TASK DESCRIPTION → Start with the first line of the records below. Output each line exactly, ending with the one that contains "here, removes the".

[Saved data entries]

== == ==

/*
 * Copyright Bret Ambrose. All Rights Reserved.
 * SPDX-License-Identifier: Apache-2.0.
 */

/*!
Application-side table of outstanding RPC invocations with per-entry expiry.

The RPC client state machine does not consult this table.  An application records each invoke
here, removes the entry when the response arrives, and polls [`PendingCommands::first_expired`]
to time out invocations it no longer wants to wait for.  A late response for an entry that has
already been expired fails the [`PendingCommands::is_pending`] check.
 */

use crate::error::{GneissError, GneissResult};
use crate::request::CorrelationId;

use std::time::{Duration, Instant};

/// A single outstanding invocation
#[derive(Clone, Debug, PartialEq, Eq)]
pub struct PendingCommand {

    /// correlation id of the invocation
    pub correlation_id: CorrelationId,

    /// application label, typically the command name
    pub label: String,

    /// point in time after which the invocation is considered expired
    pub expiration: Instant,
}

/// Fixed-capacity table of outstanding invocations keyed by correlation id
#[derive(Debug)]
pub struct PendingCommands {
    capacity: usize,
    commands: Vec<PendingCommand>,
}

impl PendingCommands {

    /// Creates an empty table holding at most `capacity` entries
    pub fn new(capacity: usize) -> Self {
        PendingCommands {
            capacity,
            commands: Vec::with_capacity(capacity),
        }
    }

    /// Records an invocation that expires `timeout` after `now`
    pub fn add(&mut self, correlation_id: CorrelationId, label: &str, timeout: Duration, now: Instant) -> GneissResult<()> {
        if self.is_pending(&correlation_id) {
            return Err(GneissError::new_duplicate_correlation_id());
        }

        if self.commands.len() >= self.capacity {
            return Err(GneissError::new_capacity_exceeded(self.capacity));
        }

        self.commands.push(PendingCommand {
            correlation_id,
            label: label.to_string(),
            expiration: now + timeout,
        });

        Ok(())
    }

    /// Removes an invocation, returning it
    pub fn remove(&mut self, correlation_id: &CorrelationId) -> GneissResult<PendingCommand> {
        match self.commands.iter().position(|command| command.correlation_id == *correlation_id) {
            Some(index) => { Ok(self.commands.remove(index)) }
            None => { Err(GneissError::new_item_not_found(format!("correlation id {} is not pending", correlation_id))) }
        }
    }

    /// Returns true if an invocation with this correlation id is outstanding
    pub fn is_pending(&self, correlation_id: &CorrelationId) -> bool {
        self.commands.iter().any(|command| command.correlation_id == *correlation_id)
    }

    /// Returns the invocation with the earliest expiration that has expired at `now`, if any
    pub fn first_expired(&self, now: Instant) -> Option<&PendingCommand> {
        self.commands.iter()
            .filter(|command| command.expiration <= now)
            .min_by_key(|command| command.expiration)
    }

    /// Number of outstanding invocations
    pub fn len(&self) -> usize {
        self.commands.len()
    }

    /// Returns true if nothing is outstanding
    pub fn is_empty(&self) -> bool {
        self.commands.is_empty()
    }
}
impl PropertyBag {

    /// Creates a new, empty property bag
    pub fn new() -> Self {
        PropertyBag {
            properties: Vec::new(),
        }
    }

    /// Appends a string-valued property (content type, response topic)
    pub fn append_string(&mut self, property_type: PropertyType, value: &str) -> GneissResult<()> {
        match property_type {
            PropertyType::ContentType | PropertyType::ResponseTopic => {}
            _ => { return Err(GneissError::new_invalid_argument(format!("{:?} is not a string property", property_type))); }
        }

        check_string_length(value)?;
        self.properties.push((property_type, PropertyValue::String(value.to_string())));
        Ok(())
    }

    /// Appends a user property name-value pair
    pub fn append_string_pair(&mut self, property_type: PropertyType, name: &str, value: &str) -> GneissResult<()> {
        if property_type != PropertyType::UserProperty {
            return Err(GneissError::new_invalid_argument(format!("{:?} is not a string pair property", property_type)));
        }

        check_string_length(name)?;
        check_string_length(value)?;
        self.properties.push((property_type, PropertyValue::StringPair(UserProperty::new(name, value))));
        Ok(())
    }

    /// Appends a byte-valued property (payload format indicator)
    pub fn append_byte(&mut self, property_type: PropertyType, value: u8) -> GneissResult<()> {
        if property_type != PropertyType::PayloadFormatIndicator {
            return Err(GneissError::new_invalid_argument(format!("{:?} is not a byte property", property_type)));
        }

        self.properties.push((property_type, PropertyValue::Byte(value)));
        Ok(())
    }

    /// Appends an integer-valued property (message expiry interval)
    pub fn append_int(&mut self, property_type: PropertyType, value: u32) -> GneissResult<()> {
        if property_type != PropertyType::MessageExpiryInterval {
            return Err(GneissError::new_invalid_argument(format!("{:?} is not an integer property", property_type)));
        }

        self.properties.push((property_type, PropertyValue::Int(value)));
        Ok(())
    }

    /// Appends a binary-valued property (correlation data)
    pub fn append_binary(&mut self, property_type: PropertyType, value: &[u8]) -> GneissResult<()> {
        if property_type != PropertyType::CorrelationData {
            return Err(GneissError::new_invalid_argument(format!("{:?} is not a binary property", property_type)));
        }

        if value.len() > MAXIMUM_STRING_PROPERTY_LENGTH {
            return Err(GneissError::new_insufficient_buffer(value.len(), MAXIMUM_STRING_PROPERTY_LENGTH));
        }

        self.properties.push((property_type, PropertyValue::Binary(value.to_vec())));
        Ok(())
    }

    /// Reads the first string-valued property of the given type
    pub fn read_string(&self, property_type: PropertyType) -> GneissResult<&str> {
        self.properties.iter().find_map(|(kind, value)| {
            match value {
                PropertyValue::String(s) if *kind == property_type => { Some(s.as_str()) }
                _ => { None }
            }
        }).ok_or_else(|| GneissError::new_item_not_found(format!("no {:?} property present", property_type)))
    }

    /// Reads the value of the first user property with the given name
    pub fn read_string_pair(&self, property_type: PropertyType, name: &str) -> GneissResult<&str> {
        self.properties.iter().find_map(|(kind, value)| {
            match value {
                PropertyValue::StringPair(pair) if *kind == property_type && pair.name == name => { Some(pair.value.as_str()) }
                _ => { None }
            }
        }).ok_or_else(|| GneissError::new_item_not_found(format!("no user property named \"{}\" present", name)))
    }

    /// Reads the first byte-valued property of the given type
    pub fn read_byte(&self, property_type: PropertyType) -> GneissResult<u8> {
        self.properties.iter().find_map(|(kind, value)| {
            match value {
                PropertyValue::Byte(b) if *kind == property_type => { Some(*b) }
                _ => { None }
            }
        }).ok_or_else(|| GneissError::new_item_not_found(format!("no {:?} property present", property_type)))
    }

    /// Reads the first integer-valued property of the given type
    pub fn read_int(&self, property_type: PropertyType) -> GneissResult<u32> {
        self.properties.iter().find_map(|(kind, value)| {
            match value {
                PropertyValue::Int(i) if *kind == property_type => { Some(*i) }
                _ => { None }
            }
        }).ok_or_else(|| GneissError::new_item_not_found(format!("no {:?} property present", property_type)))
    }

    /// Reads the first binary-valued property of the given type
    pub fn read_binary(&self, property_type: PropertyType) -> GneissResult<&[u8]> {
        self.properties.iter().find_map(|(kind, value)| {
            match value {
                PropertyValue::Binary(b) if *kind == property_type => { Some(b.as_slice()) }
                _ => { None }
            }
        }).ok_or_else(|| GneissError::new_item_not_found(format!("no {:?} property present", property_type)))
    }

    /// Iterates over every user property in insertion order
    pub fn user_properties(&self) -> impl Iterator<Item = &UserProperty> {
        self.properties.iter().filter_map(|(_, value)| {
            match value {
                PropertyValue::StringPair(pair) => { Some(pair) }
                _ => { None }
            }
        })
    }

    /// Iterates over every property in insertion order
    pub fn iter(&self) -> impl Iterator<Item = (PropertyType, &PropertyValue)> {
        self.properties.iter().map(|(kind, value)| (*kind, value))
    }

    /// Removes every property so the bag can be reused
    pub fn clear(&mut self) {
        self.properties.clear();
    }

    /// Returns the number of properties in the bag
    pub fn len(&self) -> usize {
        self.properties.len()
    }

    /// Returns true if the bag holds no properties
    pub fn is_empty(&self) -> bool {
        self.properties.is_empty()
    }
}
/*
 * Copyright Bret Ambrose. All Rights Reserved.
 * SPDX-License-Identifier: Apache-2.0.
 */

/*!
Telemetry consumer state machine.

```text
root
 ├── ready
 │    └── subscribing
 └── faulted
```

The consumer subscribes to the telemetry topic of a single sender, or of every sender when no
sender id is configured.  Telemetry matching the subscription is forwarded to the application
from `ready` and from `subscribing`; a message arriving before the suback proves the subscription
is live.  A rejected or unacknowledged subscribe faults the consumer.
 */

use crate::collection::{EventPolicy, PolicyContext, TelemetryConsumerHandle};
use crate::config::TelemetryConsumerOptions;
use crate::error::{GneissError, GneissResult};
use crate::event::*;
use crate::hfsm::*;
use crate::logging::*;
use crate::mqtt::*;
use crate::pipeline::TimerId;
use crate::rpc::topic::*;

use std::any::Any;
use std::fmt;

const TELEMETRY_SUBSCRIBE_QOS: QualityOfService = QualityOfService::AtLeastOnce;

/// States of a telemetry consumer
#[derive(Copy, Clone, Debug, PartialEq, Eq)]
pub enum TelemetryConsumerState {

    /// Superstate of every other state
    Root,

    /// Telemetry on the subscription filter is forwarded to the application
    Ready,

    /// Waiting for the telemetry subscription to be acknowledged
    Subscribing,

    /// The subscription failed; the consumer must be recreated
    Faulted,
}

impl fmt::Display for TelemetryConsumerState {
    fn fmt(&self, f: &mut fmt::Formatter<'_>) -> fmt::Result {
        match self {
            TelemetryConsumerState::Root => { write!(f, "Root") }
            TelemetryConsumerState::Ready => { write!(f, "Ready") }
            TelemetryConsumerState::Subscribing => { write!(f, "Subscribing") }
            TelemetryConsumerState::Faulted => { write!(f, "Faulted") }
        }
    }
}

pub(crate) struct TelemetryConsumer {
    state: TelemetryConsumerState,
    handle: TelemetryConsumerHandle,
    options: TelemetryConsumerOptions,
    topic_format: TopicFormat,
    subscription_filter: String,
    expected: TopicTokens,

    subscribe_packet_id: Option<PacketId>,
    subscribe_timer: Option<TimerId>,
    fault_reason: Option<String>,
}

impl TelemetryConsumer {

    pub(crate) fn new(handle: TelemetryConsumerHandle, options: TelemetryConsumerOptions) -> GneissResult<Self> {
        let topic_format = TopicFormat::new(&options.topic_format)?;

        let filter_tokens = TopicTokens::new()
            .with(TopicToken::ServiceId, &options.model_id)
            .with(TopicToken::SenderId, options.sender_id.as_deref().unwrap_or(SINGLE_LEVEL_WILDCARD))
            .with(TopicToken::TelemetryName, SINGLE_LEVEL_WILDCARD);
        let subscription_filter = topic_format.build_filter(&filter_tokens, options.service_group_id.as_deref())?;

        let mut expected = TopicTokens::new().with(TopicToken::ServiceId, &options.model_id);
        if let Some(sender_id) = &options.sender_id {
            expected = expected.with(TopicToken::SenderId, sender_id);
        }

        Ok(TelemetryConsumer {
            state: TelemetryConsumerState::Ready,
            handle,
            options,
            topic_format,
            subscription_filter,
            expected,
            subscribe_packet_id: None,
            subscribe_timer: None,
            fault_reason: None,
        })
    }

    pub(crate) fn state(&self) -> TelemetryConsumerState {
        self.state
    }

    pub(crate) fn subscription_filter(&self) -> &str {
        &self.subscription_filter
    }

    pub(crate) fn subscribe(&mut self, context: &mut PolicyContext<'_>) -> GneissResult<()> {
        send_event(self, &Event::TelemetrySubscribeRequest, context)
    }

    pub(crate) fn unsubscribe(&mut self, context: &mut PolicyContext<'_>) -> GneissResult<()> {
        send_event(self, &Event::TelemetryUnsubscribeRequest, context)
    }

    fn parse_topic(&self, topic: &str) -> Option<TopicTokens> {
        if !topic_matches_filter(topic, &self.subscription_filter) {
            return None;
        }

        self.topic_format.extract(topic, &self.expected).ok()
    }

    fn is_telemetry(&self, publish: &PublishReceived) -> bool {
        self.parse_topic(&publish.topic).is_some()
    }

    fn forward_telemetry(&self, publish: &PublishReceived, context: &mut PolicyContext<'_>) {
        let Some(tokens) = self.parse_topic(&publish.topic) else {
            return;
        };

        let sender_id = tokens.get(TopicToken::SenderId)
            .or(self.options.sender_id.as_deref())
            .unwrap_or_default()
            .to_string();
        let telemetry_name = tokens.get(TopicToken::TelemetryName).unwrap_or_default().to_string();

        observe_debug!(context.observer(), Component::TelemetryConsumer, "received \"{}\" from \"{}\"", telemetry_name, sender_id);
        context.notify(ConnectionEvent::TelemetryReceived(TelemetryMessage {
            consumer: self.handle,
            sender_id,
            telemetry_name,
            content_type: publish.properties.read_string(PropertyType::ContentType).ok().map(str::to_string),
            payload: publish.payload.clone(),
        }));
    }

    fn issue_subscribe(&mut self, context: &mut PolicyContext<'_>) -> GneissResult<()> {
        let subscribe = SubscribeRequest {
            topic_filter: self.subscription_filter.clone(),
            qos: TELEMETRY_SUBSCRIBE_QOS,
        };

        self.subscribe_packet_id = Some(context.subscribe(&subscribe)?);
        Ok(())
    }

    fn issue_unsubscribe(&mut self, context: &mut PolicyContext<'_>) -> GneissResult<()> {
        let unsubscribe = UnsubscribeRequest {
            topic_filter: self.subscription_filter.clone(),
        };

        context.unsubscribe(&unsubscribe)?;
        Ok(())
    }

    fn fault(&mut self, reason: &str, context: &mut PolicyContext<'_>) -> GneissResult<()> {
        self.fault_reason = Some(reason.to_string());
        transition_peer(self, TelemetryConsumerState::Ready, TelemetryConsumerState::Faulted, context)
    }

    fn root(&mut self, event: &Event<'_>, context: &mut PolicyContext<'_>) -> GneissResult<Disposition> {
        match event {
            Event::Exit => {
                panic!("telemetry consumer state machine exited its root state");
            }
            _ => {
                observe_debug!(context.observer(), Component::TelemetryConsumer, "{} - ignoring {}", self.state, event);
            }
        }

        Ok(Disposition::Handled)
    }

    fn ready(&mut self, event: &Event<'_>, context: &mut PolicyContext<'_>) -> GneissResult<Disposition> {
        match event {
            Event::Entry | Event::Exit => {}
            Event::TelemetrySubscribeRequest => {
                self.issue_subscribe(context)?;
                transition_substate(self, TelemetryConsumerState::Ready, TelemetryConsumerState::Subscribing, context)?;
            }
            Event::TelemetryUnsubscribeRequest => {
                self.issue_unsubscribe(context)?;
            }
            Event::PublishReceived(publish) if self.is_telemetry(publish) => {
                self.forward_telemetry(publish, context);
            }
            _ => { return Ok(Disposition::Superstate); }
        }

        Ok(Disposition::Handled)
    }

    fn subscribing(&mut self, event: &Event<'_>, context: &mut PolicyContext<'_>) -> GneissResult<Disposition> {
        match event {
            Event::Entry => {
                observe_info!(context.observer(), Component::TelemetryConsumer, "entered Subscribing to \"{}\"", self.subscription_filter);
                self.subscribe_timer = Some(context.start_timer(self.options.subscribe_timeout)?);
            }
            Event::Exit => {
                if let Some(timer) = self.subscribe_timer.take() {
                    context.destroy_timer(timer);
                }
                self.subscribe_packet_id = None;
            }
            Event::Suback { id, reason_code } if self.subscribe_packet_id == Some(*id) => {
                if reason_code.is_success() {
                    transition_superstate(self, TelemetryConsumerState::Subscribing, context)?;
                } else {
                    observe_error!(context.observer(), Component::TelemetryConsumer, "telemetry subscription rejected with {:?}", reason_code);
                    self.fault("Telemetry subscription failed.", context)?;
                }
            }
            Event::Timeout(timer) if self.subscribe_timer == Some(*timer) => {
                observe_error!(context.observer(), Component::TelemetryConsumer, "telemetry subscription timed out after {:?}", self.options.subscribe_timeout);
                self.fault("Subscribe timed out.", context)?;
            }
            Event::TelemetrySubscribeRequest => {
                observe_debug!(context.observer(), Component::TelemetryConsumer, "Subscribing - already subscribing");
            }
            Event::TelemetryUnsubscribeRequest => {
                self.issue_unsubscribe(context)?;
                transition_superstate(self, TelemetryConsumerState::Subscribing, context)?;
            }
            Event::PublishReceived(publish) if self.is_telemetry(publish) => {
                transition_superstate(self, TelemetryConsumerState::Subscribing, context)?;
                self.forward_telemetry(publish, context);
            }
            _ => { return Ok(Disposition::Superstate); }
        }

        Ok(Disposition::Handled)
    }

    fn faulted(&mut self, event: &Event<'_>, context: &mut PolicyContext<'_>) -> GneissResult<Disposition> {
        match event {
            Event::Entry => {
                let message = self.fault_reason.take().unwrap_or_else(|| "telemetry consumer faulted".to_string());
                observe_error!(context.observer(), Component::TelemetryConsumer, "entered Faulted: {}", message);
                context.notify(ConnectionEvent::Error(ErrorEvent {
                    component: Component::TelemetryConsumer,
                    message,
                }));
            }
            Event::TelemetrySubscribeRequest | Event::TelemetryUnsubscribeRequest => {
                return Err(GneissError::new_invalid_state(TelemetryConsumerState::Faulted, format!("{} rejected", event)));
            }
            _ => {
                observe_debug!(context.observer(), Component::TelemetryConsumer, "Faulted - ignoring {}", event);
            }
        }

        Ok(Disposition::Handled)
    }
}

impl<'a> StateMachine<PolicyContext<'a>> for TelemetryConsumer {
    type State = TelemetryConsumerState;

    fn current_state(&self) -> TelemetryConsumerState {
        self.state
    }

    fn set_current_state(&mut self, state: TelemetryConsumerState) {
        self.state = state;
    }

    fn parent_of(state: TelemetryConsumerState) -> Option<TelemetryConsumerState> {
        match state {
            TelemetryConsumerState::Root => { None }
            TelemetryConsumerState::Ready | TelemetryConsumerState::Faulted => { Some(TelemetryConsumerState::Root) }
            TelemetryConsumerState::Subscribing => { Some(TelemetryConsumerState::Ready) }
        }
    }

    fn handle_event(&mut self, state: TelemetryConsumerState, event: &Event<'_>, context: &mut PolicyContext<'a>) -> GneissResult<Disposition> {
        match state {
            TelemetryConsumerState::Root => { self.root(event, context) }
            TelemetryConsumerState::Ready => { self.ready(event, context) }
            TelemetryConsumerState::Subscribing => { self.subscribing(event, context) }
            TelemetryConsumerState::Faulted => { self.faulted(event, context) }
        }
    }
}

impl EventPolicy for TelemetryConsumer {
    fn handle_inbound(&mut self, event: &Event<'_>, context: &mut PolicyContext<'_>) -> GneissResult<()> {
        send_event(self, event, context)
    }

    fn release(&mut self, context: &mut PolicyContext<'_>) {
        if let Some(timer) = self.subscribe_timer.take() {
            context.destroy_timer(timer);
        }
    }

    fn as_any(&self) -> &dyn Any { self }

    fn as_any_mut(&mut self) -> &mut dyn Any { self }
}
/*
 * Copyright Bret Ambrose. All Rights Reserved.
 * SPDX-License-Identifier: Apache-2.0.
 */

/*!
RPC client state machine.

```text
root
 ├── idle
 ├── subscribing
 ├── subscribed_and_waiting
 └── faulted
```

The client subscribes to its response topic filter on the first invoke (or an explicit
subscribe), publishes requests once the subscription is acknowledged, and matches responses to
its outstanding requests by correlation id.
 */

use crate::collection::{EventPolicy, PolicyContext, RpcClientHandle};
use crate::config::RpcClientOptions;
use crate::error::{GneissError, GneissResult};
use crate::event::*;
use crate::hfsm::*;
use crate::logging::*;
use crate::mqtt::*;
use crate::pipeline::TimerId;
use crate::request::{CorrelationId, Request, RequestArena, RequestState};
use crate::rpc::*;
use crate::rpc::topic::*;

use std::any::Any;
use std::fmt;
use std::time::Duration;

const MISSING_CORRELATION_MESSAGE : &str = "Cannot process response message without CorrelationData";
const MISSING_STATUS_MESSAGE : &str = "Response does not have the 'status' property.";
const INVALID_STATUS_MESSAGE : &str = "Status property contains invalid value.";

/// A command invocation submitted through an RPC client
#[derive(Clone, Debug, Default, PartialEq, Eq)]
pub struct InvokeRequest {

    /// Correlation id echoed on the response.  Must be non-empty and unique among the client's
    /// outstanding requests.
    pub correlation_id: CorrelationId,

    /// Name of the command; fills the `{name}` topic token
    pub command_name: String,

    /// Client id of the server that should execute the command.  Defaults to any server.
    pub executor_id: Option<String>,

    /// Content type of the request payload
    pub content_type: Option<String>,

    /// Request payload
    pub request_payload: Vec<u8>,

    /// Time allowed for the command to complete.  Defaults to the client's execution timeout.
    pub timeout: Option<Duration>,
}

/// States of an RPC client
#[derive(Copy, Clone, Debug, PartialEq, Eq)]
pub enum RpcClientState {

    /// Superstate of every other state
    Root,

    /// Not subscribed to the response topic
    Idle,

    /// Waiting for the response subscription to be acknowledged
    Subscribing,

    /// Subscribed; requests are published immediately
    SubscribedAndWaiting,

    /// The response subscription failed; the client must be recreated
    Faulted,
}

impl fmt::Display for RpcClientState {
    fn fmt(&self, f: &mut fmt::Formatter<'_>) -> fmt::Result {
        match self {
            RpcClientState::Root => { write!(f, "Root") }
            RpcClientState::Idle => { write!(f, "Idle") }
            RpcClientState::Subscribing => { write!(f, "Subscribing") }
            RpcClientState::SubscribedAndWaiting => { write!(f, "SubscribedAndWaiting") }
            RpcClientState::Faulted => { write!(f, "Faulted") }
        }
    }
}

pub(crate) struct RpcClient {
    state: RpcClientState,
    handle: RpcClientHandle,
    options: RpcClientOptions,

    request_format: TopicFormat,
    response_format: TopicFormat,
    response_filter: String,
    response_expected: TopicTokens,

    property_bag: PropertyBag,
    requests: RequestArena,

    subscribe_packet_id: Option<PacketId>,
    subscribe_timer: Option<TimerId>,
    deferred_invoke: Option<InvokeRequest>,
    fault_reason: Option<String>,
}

== == ==

FINISHED TASK →
/*
 * Copyright Bret Ambrose. All Rights Reserved.
 * SPDX-License-Identifier: Apache-2.0.
 */

/*!
Application-side table of outstanding RPC invocations with per-entry expiry.

The RPC client state machine does not consult this table.  An application records each invoke
here, removes the entry when the response arrives, and polls [`PendingCommands::first_expired`]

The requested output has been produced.